Collected data entries:

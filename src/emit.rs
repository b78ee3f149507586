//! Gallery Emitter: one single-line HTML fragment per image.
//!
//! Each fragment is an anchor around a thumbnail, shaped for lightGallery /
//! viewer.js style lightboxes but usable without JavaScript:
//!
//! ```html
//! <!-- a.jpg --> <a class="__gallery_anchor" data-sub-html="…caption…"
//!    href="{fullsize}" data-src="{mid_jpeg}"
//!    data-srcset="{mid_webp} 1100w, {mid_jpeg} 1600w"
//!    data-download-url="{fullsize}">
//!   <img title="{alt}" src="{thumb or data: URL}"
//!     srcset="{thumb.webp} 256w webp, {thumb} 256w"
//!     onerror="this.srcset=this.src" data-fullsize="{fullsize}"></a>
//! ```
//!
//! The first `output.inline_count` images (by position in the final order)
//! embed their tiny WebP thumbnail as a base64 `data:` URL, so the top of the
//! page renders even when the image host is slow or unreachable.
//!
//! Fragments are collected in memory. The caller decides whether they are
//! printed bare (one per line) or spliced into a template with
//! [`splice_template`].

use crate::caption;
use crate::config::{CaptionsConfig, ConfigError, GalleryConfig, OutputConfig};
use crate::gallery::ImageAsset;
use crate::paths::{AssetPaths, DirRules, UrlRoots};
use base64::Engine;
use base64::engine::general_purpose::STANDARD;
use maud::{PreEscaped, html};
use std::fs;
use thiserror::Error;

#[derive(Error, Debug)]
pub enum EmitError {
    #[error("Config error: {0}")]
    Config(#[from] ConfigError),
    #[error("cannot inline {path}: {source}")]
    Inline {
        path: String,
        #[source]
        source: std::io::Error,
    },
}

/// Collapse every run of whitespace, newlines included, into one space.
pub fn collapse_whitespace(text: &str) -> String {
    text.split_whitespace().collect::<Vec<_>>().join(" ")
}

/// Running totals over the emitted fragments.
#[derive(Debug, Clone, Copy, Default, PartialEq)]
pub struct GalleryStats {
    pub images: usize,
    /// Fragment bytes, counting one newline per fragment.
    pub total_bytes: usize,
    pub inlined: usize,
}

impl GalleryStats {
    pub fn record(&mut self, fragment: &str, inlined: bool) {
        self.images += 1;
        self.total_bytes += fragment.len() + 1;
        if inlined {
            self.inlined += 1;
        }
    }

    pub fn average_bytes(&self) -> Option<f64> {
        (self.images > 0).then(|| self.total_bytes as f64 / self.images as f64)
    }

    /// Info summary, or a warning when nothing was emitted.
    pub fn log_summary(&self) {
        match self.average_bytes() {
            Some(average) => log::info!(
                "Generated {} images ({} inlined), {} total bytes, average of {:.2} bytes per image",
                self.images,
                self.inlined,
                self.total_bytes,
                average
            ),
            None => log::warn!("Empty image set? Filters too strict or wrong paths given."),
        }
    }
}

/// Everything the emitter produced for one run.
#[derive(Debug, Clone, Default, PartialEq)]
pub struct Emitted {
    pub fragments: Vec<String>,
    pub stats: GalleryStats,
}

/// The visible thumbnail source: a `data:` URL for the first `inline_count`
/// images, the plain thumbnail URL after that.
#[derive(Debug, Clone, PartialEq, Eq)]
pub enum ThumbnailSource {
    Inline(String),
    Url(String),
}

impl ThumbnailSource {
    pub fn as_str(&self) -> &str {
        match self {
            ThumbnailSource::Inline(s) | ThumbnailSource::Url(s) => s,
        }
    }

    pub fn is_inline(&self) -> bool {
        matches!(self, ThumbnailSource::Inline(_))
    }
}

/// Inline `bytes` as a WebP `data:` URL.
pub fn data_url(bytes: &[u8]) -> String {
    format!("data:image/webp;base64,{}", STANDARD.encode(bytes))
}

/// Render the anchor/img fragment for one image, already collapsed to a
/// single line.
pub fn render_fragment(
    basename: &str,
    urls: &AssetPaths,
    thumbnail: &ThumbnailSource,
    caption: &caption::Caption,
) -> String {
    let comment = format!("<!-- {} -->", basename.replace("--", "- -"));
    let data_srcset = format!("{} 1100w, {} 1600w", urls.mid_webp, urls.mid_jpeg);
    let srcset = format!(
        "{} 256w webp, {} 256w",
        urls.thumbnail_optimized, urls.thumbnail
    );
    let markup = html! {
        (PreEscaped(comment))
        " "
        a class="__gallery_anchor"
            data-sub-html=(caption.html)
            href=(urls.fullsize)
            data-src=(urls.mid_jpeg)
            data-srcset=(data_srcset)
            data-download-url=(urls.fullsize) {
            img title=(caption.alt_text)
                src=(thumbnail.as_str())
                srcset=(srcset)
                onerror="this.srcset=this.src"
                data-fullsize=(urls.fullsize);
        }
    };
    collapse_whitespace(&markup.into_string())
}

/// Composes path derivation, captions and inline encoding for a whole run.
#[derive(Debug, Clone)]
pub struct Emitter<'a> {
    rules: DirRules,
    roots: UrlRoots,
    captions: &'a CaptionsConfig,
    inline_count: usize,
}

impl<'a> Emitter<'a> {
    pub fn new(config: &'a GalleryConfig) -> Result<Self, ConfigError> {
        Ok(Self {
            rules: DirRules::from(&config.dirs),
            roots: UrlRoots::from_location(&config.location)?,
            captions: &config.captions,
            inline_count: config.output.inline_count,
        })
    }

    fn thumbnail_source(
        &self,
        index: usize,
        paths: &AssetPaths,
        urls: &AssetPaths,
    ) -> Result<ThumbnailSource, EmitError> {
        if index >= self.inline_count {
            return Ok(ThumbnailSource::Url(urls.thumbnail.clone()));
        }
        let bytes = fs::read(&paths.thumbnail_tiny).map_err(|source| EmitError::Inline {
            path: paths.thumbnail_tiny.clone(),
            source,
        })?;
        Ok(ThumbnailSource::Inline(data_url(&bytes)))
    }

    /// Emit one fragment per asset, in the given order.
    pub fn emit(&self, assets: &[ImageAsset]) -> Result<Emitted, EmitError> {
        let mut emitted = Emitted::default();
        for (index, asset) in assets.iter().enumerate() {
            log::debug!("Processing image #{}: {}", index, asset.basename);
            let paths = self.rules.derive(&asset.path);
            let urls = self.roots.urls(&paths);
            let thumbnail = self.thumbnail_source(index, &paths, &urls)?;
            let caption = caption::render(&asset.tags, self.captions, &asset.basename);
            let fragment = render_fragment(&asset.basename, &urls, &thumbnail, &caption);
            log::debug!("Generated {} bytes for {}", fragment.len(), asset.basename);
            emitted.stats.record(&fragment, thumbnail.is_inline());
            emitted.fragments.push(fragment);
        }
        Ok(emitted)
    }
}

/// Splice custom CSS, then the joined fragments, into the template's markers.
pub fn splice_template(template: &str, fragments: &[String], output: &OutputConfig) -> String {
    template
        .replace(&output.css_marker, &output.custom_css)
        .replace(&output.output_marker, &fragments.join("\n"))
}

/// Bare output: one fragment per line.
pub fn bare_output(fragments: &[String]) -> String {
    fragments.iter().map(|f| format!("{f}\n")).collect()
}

WORK REQUEST
Please return each line of the data above in which the word "order" occurs.

SOLVED EXERCISE
//! The first `output.inline_count` images (by position in the final order)
    /// Emit one fragment per asset, in the given order.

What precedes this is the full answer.